Théâtre vs Spectacle
Il avoue repenser à cette barricade théâtrale quand il entend décrire notre monde comme celui de la société du spectacle ou de la politique-spectacle.
Jacques Rancière marque sa différence avec les analyses de Guy Debord. Selon lui, "nous ne vivons pas dans une société du spectacle où la réalité se perdrait, mais bien plutôt dans une société de l’affiche où l’apparence se voit congédiée". L’affiche n’est pas pour lui le spectacle mais, au contraire, ce qui le rend inutile, ce qui en donne par avance le contenu et supprime du même coup sa singularité, comme dans le cas des affiches des films qui nous disent par avance les effets que ces films, par des dosages spécifiques de stimuli appropriés, produiront sur des publics exactement ciblés. Idem pour les fictions télévisuelles, "des anti-fictions qui nous présentent des personnages comme nous, évoluant dans des décors semblables à ceux dans lesquels nous les regardons, et exposant des problèmes semblables aux nôtres, semblables à ceux qu’exposent, à une autre heure, les témoins de la réalité".
En revanche, quand, à propos de l’affiche publicitaire, il écrit qu’elle "ne nous déroule plus aucune fantasmagorie, mais la simple assurance que tout est disponible à condition d’y mettre le prix que, par ailleurs, les marchands font pour nous toujours plus doux", il tend à rejoindre Debord sur la valeur de l’échange qui : "mobilisant tout usage humain et saisissant le monopole de sa satisfaction, […] a fini par diriger l’usage. Le processus de l’échange s’est identifié à tout usage possible, et l’a réduit à sa merci.".

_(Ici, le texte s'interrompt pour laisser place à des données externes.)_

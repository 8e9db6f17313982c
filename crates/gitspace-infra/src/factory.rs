//! Provider registry keyed by provider type.
//!
//! The registry is assembled once at startup through [`InfraProviderFactoryBuilder`]
//! and is read-only afterwards.

use std::collections::HashMap;
use std::sync::Arc;

use gitspace_store::InfraProviderType;

use crate::provider::InfraProvider;
use crate::{InfraError, Result};

/// Immutable lookup of providers by type.
#[derive(Clone, Default)]
pub struct InfraProviderFactory {
    providers: Arc<HashMap<InfraProviderType, Arc<dyn InfraProvider>>>,
}

impl InfraProviderFactory {
    /// Start assembling a factory.
    #[must_use]
    pub fn builder() -> InfraProviderFactoryBuilder {
        InfraProviderFactoryBuilder::default()
    }

    /// Resolve the provider for a type.
    ///
    /// # Errors
    ///
    /// Returns `InfraError::ProviderNotFound` if nothing is registered for the type.
    pub fn get(&self, provider_type: InfraProviderType) -> Result<Arc<dyn InfraProvider>> {
        self.providers
            .get(&provider_type)
            .cloned()
            .ok_or(InfraError::ProviderNotFound(provider_type))
    }

    /// Registered provider types, sorted.
    #[must_use]
    pub fn provider_types(&self) -> Vec<InfraProviderType> {
        let mut types: Vec<_> = self.providers.keys().copied().collect();
        types.sort();
        types
    }
}

/// Builder for [`InfraProviderFactory`].
#[derive(Default)]
pub struct InfraProviderFactoryBuilder {
    providers: HashMap<InfraProviderType, Arc<dyn InfraProvider>>,
}

impl InfraProviderFactoryBuilder {
    /// Register a provider under its own type, replacing any earlier registration.
    #[must_use]
    pub fn register(mut self, provider: Arc<dyn InfraProvider>) -> Self {
        self.providers.insert(provider.provider_type(), provider);
        self
    }

    /// Freeze the registry.
    #[must_use]
    pub fn build(self) -> InfraProviderFactory {
        InfraProviderFactory {
            providers: Arc::new(self.providers),
        }
    }
}

#[cfg(test)]
mod tests {
    use super::*;
    use crate::provider::mock::MockInfraProvider;
    use crate::sink::ChannelSink;
    use crate::ProvisioningType;

    #[test]
    fn resolves_registered_providers() {
        let (sink, _rx) = ChannelSink::channel();
        let factory = InfraProviderFactory::builder()
            .register(Arc::new(MockInfraProvider::new(
                InfraProviderType::HybridVmGcp,
                ProvisioningType::New,
                Arc::new(sink),
            )))
            .build();

        let provider = factory.get(InfraProviderType::HybridVmGcp).unwrap();
        assert_eq!(provider.provisioning_type(), ProvisioningType::New);
        assert_eq!(factory.provider_types(), vec![InfraProviderType::HybridVmGcp]);
    }

    #[test]
    fn unknown_type_is_an_error() {
        let factory = InfraProviderFactory::builder().build();
        let result = factory.get(InfraProviderType::Docker);
        assert!(matches!(
            result,
            Err(InfraError::ProviderNotFound(InfraProviderType::Docker))
        ));
    }
}
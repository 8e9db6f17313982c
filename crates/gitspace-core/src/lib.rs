//! Core types and utilities for the gitspace orchestrator.
//!
//! This crate provides the foundational types used by every other gitspace crate:
//!
//! - **Identifiers**: Strongly-typed integer IDs for spaces, configs, instances,
//!   provider resources and provisioned records
//! - **Naming**: Identifier validation, instance identifier generation and the
//!   deterministic routing key used by SSH piper backed providers
//! - **Error types**: Common error definitions shared across crates
//!
//! # Example
//!
//! ```
//! use gitspace_core::{naming, GitspaceConfigId, SpaceId};
//!
//! let space_id = SpaceId::new(7);
//! let config_id: GitspaceConfigId = "42".parse().unwrap();
//! assert_eq!(config_id.get(), 42);
//! assert_eq!(space_id.to_string(), "7");
//!
//! naming::validate_identifier("my-gitspace").unwrap();
//! let instance = naming::instance_identifier("My-Gitspace");
//! assert!(instance.starts_with("my-gitspace-"));
//! ```

#![forbid(unsafe_code)]
#![warn(missing_docs)]
#![warn(clippy::all)]
#![warn(clippy::pedantic)]

pub mod error;
pub mod ids;
pub mod naming;

pub use error::{CoreError, Result};
pub use ids::{
    GitspaceConfigId, GitspaceEventId, GitspaceInstanceId, IdError, InfraProviderConfigId,
    InfraProviderResourceId, InfraProviderTemplateId, InfraProvisionedId, SpaceId,
};
pub use naming::IdentifierError;
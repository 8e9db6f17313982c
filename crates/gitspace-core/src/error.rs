//! Common error types for the gitspace orchestrator.
//!
//! This module provides shared error types that are used across multiple crates.

use thiserror::Error;

/// A result type using `CoreError`.
pub type Result<T> = std::result::Result<T, CoreError>;

/// Core errors that can occur throughout the gitspace system.
#[derive(Debug, Error)]
pub enum CoreError {
    /// An invalid numeric identifier was provided.
    #[error("invalid id: {0}")]
    InvalidId(#[from] crate::ids::IdError),

    /// A user supplied identifier failed validation.
    #[error("invalid identifier: {0}")]
    InvalidIdentifier(#[from] crate::naming::IdentifierError),

    /// An internal error occurred.
    #[error("internal error: {0}")]
    Internal(String),
}
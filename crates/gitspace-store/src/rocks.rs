//! `RocksDB` storage implementation.
//!
//! This module provides the `RocksStore` implementation of the `Store` trait.

use std::path::Path;
use std::sync::Arc;

use gitspace_core::{
    GitspaceConfigId, GitspaceEventId, GitspaceInstanceId, InfraProviderConfigId,
    InfraProviderResourceId, InfraProviderTemplateId, InfraProvisionedId, SpaceId,
};
use parking_lot::Mutex;
use rocksdb::{
    BoundColumnFamily, ColumnFamilyDescriptor, DBWithThreadMode, IteratorMode, MultiThreaded,
    Options, WriteBatch,
};

use crate::error::{Result, StoreError};
use crate::keys::{self, ID_LEN};
use crate::schema::{all_column_families, cf};
use crate::types::{
    GitspaceConfig, GitspaceEntityType, GitspaceEventRecord, GitspaceInstance,
    InfraProviderConfig, InfraProviderResource, InfraProviderTemplate, InfraProvisioned, Space,
};
use crate::Store;

/// RocksDB-backed storage implementation.
pub struct RocksStore {
    db: Arc<DBWithThreadMode<MultiThreaded>>,
    /// Serializes id allocation and unique-index checks.
    write_lock: Mutex<()>,
}

impl RocksStore {
    /// Open or create a `RocksDB` database at the given path.
    ///
    /// # Errors
    ///
    /// Returns an error if the database cannot be opened or created.
    pub fn open<P: AsRef<Path>>(path: P) -> Result<Self> {
        let mut opts = Options::default();
        opts.create_if_missing(true);
        opts.create_missing_column_families(true);

        let cf_descriptors: Vec<_> = all_column_families()
            .into_iter()
            .map(|name| ColumnFamilyDescriptor::new(name, Options::default()))
            .collect();

        let db = DBWithThreadMode::open_cf_descriptors(&opts, path, cf_descriptors)
            .map_err(|e| StoreError::Database(e.to_string()))?;

        Ok(Self {
            db: Arc::new(db),
            write_lock: Mutex::new(()),
        })
    }

    /// Get a column family handle.
    fn cf(&self, name: &str) -> Result<Arc<BoundColumnFamily<'_>>> {
        self.db
            .cf_handle(name)
            .ok_or_else(|| StoreError::Database(format!("column family not found: {name}")))
    }

    /// Serialize a value using CBOR.
    fn serialize<T: serde::Serialize>(value: &T) -> Result<Vec<u8>> {
        let mut buf = Vec::new();
        ciborium::into_writer(value, &mut buf)
            .map_err(|e| StoreError::Serialization(e.to_string()))?;
        Ok(buf)
    }

    /// Deserialize a value from CBOR.
    fn deserialize<T: serde::de::DeserializeOwned>(data: &[u8]) -> Result<T> {
        ciborium::from_reader(data).map_err(|e| StoreError::Serialization(e.to_string()))
    }

    fn write(&self, batch: WriteBatch) -> Result<()> {
        self.db
            .write(batch)
            .map_err(|e| StoreError::Database(e.to_string()))
    }

    /// Read and decode a primary record.
    fn get_record<T: serde::de::DeserializeOwned>(
        &self,
        cf_name: &str,
        id: [u8; ID_LEN],
    ) -> Result<Option<T>> {
        let cf = self.cf(cf_name)?;
        self.db
            .get_cf(&cf, keys::id_key(id))
            .map_err(|e| StoreError::Database(e.to_string()))?
            .map(|data| Self::deserialize(&data))
            .transpose()
    }

    fn exists(&self, cf_name: &str, key: &[u8]) -> Result<bool> {
        let cf = self.cf(cf_name)?;
        Ok(self
            .db
            .get_cf(&cf, key)
            .map_err(|e| StoreError::Database(e.to_string()))?
            .is_some())
    }

    /// Resolve an id stored as the value of a unique index.
    fn lookup_index(&self, cf_name: &str, key: &[u8]) -> Result<Option<[u8; ID_LEN]>> {
        let cf = self.cf(cf_name)?;
        let value = self
            .db
            .get_cf(&cf, key)
            .map_err(|e| StoreError::Database(e.to_string()))?;
        match value {
            Some(bytes) => keys::decode_id(&bytes)
                .map(Some)
                .ok_or_else(|| StoreError::Serialization(format!("corrupt index in {cf_name}"))),
            None => Ok(None),
        }
    }

    /// Collect the child ids stored under a parent prefix, in key order.
    fn scan_children(&self, index_cf: &str, prefix: &[u8]) -> Result<Vec<[u8; ID_LEN]>> {
        let cf = self.cf(index_cf)?;
        let iter = self.db.iterator_cf(
            &cf,
            IteratorMode::From(prefix, rocksdb::Direction::Forward),
        );

        let mut ids = Vec::new();
        for item in iter {
            let (key, _) = item.map_err(|e| StoreError::Database(e.to_string()))?;

            // Stop if we're past the prefix
            if !key.starts_with(prefix) {
                break;
            }

            if let Some(id) = keys::extract_child_id(&key) {
                ids.push(id);
            }
        }
        Ok(ids)
    }

    /// Allocate the next id of a sequence, staging the counter write in `batch`.
    ///
    /// Callers must hold `write_lock` until the batch is written.
    fn next_id(&self, sequence: &str, batch: &mut WriteBatch) -> Result<i64> {
        let cf = self.cf(cf::SEQUENCES)?;
        let current = self
            .db
            .get_cf(&cf, sequence.as_bytes())
            .map_err(|e| StoreError::Database(e.to_string()))?
            .map(|bytes| {
                keys::decode_id(&bytes)
                    .map(i64::from_be_bytes)
                    .ok_or_else(|| StoreError::Serialization(format!("corrupt sequence {sequence}")))
            })
            .transpose()?
            .unwrap_or(0);

        let next = current + 1;
        batch.put_cf(&cf, sequence.as_bytes(), next.to_be_bytes());
        Ok(next)
    }

    fn put_record<T: serde::Serialize>(
        &self,
        batch: &mut WriteBatch,
        cf_name: &str,
        id: [u8; ID_LEN],
        record: &T,
    ) -> Result<()> {
        let cf = self.cf(cf_name)?;
        batch.put_cf(&cf, keys::id_key(id), Self::serialize(record)?);
        Ok(())
    }

    fn update_existing<T: serde::Serialize>(
        &self,
        cf_name: &str,
        id: [u8; ID_LEN],
        record: &T,
    ) -> Result<()> {
        if !self.exists(cf_name, &keys::id_key(id))? {
            return Err(StoreError::NotFound);
        }
        let mut batch = WriteBatch::default();
        self.put_record(&mut batch, cf_name, id, record)?;
        self.write(batch)
    }
}
//! Bounded runner for background work spawned by actions.
//!
//! Every task holds a semaphore permit while it runs and observes the shared
//! shutdown token, so a stopping process cancels in-flight orchestration instead
//! of leaving it detached.

use std::future::Future;
use std::sync::Arc;

use tokio::sync::Semaphore;
use tokio_util::sync::CancellationToken;
use tokio_util::task::TaskTracker;
use tracing::{debug, warn};

/// Spawns background tasks with bounded concurrency and cooperative cancellation.
#[derive(Clone)]
pub struct BackgroundTasks {
    semaphore: Arc<Semaphore>,
    shutdown: CancellationToken,
    tracker: TaskTracker,
}

impl BackgroundTasks {
    /// Create a runner allowing `max_concurrency` tasks at once.
    #[must_use]
    pub fn new(max_concurrency: usize, shutdown: CancellationToken) -> Self {
        Self {
            semaphore: Arc::new(Semaphore::new(max_concurrency.max(1))),
            shutdown,
            tracker: TaskTracker::new(),
        }
    }

    /// Spawn a named task. It waits for a permit and is dropped on shutdown.
    pub fn spawn<F>(&self, name: &'static str, task: F)
    where
        F: Future<Output = ()> + Send + 'static,
    {
        let semaphore = self.semaphore.clone();
        let shutdown = self.shutdown.clone();

        self.tracker.spawn(async move {
            let permit = tokio::select! {
                () = shutdown.cancelled() => {
                    warn!(task = name, "Background task cancelled before start");
                    return;
                }
                permit = semaphore.acquire_owned() => permit,
            };
            let Ok(_permit) = permit else {
                warn!(task = name, "Background task semaphore closed");
                return;
            };

            tokio::select! {
                () = shutdown.cancelled() => {
                    warn!(task = name, "Background task cancelled by shutdown");
                }
                () = task => {
                    debug!(task = name, "Background task finished");
                }
            }
        });
    }

    /// Wait until every task spawned so far has finished.
    pub async fn drain(&self) {
        self.tracker.close();
        self.tracker.wait().await;
        self.tracker.reopen();
    }

    /// Token observed by every task.
    #[must_use]
    pub fn shutdown_token(&self) -> CancellationToken {
        self.shutdown.clone()
    }

    /// Cancel all tasks and wait for them to unwind.
    pub async fn shutdown(&self) {
        self.shutdown.cancel();
        self.tracker.close();
        self.tracker.wait().await;
    }

    /// Number of tasks still running or waiting for a permit.
    #[must_use]
    pub fn len(&self) -> usize {
        self.tracker.len()
    }

    /// Whether no task is running or waiting.
    #[must_use]
    pub fn is_empty(&self) -> bool {
        self.tracker.is_empty()
    }
}
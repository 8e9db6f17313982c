//! Instance bookkeeping once infrastructure reports back.
//!
//! Each handler moves the instance to the state the reported infrastructure
//! implies and emits the matching events. Persisting the result is left to the
//! caller.

use std::sync::Arc;

use chrono::Utc;
use gitspace_infra::Infrastructure;
use gitspace_store::{
    GitspaceConfig, GitspaceEntityType, GitspaceInstance, GitspaceInstanceState, IdeType,
    InfraStatus,
};
use tracing::{info, warn};

use crate::events::{EventEmitter, GitspaceEvent, GitspaceEventType};
use crate::lifecycle;
use crate::types::{SSH_PORT, VS_CODE_WEB_PORT};

/// User the IDE logs in as when the instance does not name one.
pub const DEFAULT_MACHINE_USER: &str = "vscode";

/// Applies completion reports to instances.
pub struct GitspaceResumer {
    emitter: Arc<dyn EventEmitter>,
}

impl GitspaceResumer {
    /// Create a resumer emitting through `emitter`.
    pub fn new(emitter: Arc<dyn EventEmitter>) -> Self {
        Self { emitter }
    }

    /// Finish a start: `Running` with an IDE URL, or `Error`.
    pub fn resume_start(
        &self,
        config: &GitspaceConfig,
        instance: &mut GitspaceInstance,
        infra: &Infrastructure,
        error: Option<&str>,
    ) {
        if error.is_none() && infra.status == InfraStatus::Provisioned {
            self.emit(config, instance, GitspaceEventType::InfraProvisioningCompleted);

            let now = Utc::now();
            transition(instance, GitspaceInstanceState::Running);
            instance.url = ide_url(config, instance, infra);
            instance.error_message = None;
            instance.last_used = Some(now);
            instance.last_heartbeat = Some(now);
            instance.active_time_started = Some(now);
            instance.active_time_ended = None;

            info!(
                gitspace = %config.identifier,
                instance = %instance.identifier,
                url = instance.url.as_deref().unwrap_or_default(),
                "Gitspace is running"
            );
            self.emit(config, instance, GitspaceEventType::GitspaceActionStartCompleted);
        } else {
            fail(
                instance,
                error,
                format!("provisioning finished with status {}", infra.status),
            );
            self.emit(config, instance, GitspaceEventType::InfraProvisioningFailed);
            self.emit(config, instance, GitspaceEventType::GitspaceActionStartFailed);
        }
    }

    /// Finish a stop: `Stopped` with the active window closed, or `Error`.
    pub fn resume_stop(
        &self,
        config: &GitspaceConfig,
        instance: &mut GitspaceInstance,
        infra: &Infrastructure,
        error: Option<&str>,
    ) {
        if error.is_none() && matches!(infra.status, InfraStatus::Stopped | InfraStatus::Destroyed) {
            self.emit(config, instance, GitspaceEventType::InfraStopCompleted);
            close_active_window(instance);
            transition(instance, GitspaceInstanceState::Stopped);
            instance.url = None;
            self.emit(config, instance, GitspaceEventType::GitspaceActionStopCompleted);
        } else {
            fail(
                instance,
                error,
                format!("stop finished with status {}", infra.status),
            );
            self.emit(config, instance, GitspaceEventType::InfraStopFailed);
            self.emit(config, instance, GitspaceEventType::GitspaceActionStopFailed);
        }
    }

    /// Finish a delete: `Deleted` and the config soft-deleted, or `Error`.
    pub fn resume_delete(
        &self,
        config: &mut GitspaceConfig,
        instance: &mut GitspaceInstance,
        infra: &Infrastructure,
        error: Option<&str>,
    ) {
        if error.is_none() && infra.status == InfraStatus::Destroyed {
            self.emit(config, instance, GitspaceEventType::InfraDeprovisioningCompleted);
            close_active_window(instance);
            transition(instance, GitspaceInstanceState::Deleted);
            instance.url = None;
            config.is_deleted = true;
            config.updated = Utc::now();
            info!(gitspace = %config.identifier, "Gitspace deleted");
        } else {
            fail(
                instance,
                error,
                format!("deprovisioning finished with status {}", infra.status),
            );
            self.emit(config, instance, GitspaceEventType::InfraDeprovisioningFailed);
            self.emit(config, instance, GitspaceEventType::GitspaceActionDeleteFailed);
        }
    }

    /// Finish an instance cleanup: `Cleaned`, or `Error`.
    pub fn resume_cleanup(
        &self,
        config: &GitspaceConfig,
        instance: &mut GitspaceInstance,
        infra: &Infrastructure,
        error: Option<&str>,
    ) {
        if error.is_none() && matches!(infra.status, InfraStatus::Stopped | InfraStatus::Destroyed) {
            transition(instance, GitspaceInstanceState::Cleaned);
            self.emit(config, instance, GitspaceEventType::InfraCleanupCompleted);
        } else {
            fail(
                instance,
                error,
                format!("cleanup finished with status {}", infra.status),
            );
            self.emit(config, instance, GitspaceEventType::InfraCleanupFailed);
        }
    }

    fn emit(&self, config: &GitspaceConfig, instance: &GitspaceInstance, event: GitspaceEventType) {
        self.emitter.emit(GitspaceEvent::now(
            GitspaceEntityType::GitspaceInstance,
            instance.id.get(),
            config.identifier.as_str(),
            event,
        ));
    }
}

/// Apply a state reported by infrastructure. The report wins over the state machine.
fn transition(instance: &mut GitspaceInstance, to: GitspaceInstanceState) {
    if !lifecycle::is_valid_transition(instance.state, to) && instance.state != to {
        warn!(
            instance = %instance.identifier,
            from = %instance.state,
            to = %to,
            "Applying out-of-order state reported by infrastructure"
        );
    }
    instance.state = to;
    instance.updated = Utc::now();
}

fn fail(instance: &mut GitspaceInstance, error: Option<&str>, fallback: String) {
    transition(instance, GitspaceInstanceState::Error);
    instance.error_message = Some(error.map_or(fallback, str::to_string));
}

fn close_active_window(instance: &mut GitspaceInstance) {
    let now = Utc::now();
    match instance.active_time_started {
        Some(started) if instance.active_time_ended.is_none() => {
            instance.total_time_used_ms += (now - started).num_milliseconds().max(0);
            instance.active_time_ended = Some(now);
        }
        Some(_) => {}
        None => warn!(
            instance = %instance.identifier,
            "Closing an active window that was never opened"
        ),
    }
}

/// URL the IDE opens the gitspace with.
///
/// Returns `None` when the infrastructure has no reachable host.
#[must_use]
pub fn ide_url(
    config: &GitspaceConfig,
    instance: &GitspaceInstance,
    infra: &Infrastructure,
) -> Option<String> {
    let host = infra.connect_host()?;
    let user = instance
        .machine_user
        .as_deref()
        .unwrap_or(DEFAULT_MACHINE_USER);
    let repo = config.code_repo.name();

    let ide_port = match config.ide {
        IdeType::VsCodeWeb => VS_CODE_WEB_PORT,
        IdeType::VsCode | IdeType::Intellij => SSH_PORT,
    };
    let port = infra
        .port_mappings
        .get(&ide_port)
        .map(|m| {
            if m.published_port == 0 {
                m.forwarded_port
            } else {
                m.published_port
            }
        })
        .filter(|p| *p != 0)
        .unwrap_or(ide_port);

    Some(match config.ide {
        IdeType::VsCodeWeb => format!("http://{host}:{port}/?folder=/home/{user}/{repo}"),
        IdeType::VsCode => {
            format!("vscode://vscode-remote/ssh-remote+{user}@{host}:{port}/home/{user}/{repo}")
        }
        IdeType::Intellij => format!(
            "jetbrains-gateway://connect#host={host}&port={port}&user={user}&projectPath=/home/{user}/{repo}&type=ssh"
        ),
    })
}

#[cfg(test)]
mod tests {
    use super::*;
    use gitspace_core::{
        GitspaceConfigId, GitspaceInstanceId, InfraProviderResourceId, SpaceId,
    };
    use gitspace_infra::{InstanceInfo, PortMapping};
    use gitspace_store::{CodeRepo, GitspaceAccessType, GitspaceState, InfraProviderType};
    use parking_lot::Mutex;
    use std::collections::BTreeMap;

    #[derive(Default)]
    struct Recorder(Mutex<Vec<GitspaceEventType>>);

    impl EventEmitter for Recorder {
        fn emit(&self, event: GitspaceEvent) {
            self.0.lock().push(event.event);
        }
    }

    fn config(ide: IdeType) -> GitspaceConfig {
        GitspaceConfig {
            id: GitspaceConfigId::new(1),
            identifier: "ws".to_string(),
            name: "ws".to_string(),
            space_id: SpaceId::new(1),
            space_path: "acme".to_string(),
            ide,
            code_repo: CodeRepo {
                url: "https://git.example.com/acme/widgets.git".to_string(),
                branch: "main".to_string(),
                devcontainer_path: None,
            },
            infra_provider_resource_id: InfraProviderResourceId::new(1),
            state: GitspaceState::Starting,
            user_id: "alice".to_string(),
            ssh_token_identifier: None,
            is_marked_for_deletion: false,
            is_deleted: false,
            created: Utc::now(),
            updated: Utc::now(),
            instance: None,
        }
    }

    fn instance(state: GitspaceInstanceState) -> GitspaceInstance {
        GitspaceInstance {
            id: GitspaceInstanceId::new(4),
            gitspace_config_id: GitspaceConfigId::new(1),
            identifier: "ws-abc123".to_string(),
            state,
            url: None,
            access_type: GitspaceAccessType::JwtToken,
            access_key_ref: None,
            machine_user: None,
            space_id: SpaceId::new(1),
            space_path: "acme".to_string(),
            last_used: None,
            last_heartbeat: None,
            active_time_started: None,
            active_time_ended: None,
            total_time_used_ms: 0,
            error_message: None,
            created: Utc::now(),
            updated: Utc::now(),
        }
    }

    fn infra(status: InfraStatus) -> Infrastructure {
        Infrastructure {
            identifier: "ws-abc123".to_string(),
            space_id: SpaceId::new(1),
            space_path: "acme".to_string(),
            gitspace_config_identifier: "ws".to_string(),
            gitspace_instance_id: GitspaceInstanceId::new(4),
            provider_type: InfraProviderType::HybridVmGcp,
            input_parameters: Vec::new(),
            agent_host: Some("10.0.0.5".to_string()),
            agent_port: 8083,
            proxy_agent_host: None,
            proxy_agent_port: None,
            gateway_host: None,
            storage_identifier: None,
            port_mappings: BTreeMap::from([(
                VS_CODE_WEB_PORT,
                PortMapping {
                    published_port: 40_000,
                    forwarded_port: VS_CODE_WEB_PORT,
                },
            )]),
            instance_info: InstanceInfo::default(),
            routing_key: None,
            status,
        }
    }

    #[test]
    fn start_success_runs_with_url() {
        let recorder = Arc::new(Recorder::default());
        let resumer = GitspaceResumer::new(recorder.clone());
        let config = config(IdeType::VsCodeWeb);
        let mut instance = instance(GitspaceInstanceState::Starting);

        resumer.resume_start(&config, &mut instance, &infra(InfraStatus::Provisioned), None);

        assert_eq!(instance.state, GitspaceInstanceState::Running);
        assert_eq!(
            instance.url.as_deref(),
            Some("http://10.0.0.5:40000/?folder=/home/vscode/widgets")
        );
        assert!(instance.active_time_started.is_some());
        assert_eq!(
            *recorder.0.lock(),
            vec![
                GitspaceEventType::InfraProvisioningCompleted,
                GitspaceEventType::GitspaceActionStartCompleted
            ]
        );
    }

    #[test]
    fn start_failure_records_error() {
        let resumer = GitspaceResumer::new(Arc::new(Recorder::default()));
        let config = config(IdeType::VsCode);
        let mut instance = instance(GitspaceInstanceState::Starting);

        resumer.resume_start(
            &config,
            &mut instance,
            &infra(InfraStatus::Error),
            Some("quota exceeded"),
        );

        assert_eq!(instance.state, GitspaceInstanceState::Error);
        assert_eq!(instance.error_message.as_deref(), Some("quota exceeded"));
    }

    #[test]
    fn stop_accumulates_active_time() {
        let resumer = GitspaceResumer::new(Arc::new(Recorder::default()));
        let config = config(IdeType::VsCode);
        let mut instance = instance(GitspaceInstanceState::Stopping);
        instance.active_time_started = Some(Utc::now() - chrono::Duration::minutes(2));
        instance.total_time_used_ms = 1_000;

        resumer.resume_stop(&config, &mut instance, &infra(InfraStatus::Stopped), None);

        assert_eq!(instance.state, GitspaceInstanceState::Stopped);
        assert!(instance.active_time_ended.is_some());
        assert!(instance.total_time_used_ms >= 1_000 + 120_000);
    }

    #[test]
    fn delete_marks_config_deleted() {
        let resumer = GitspaceResumer::new(Arc::new(Recorder::default()));
        let mut config = config(IdeType::VsCode);
        let mut instance = instance(GitspaceInstanceState::Deleting);

        resumer.resume_delete(&mut config, &mut instance, &infra(InfraStatus::Destroyed), None);

        assert_eq!(instance.state, GitspaceInstanceState::Deleted);
        assert!(config.is_deleted);
    }

    #[test]
    fn desktop_urls_use_ssh_port() {
        let config = config(IdeType::Intellij);
        let mut instance = instance(GitspaceInstanceState::Running);
        instance.machine_user = Some("dev".to_string());

        let url = ide_url(&config, &instance, &infra(InfraStatus::Provisioned)).unwrap();
        assert!(url.starts_with("jetbrains-gateway://connect#host=10.0.0.5&port=8088&user=dev"));
    }
}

Mais au delà de la référence à 1848, on aurait aimé que l’analyse se poursuive sur les représentations des révoltes contemporaines dans les média actuels où acteurs et producteurs d’informations se confondent.
Tous ensemble, tous ensemble…ouais !
Que veulent (nous) dire ces images de manifestations dans lesquelles un foisonnement de banderoles, de ballons festifs se mêlent à des slogans et des revendications ?
Un futur chroniqueur y percevra-t-il la détermination des manifestants à occuper la rue ou y verra-t-il celle d’occuper la Une des journaux qui débutent désormais leurs reportages par la comparaison des chiffres fournis par la police et les organisateurs ?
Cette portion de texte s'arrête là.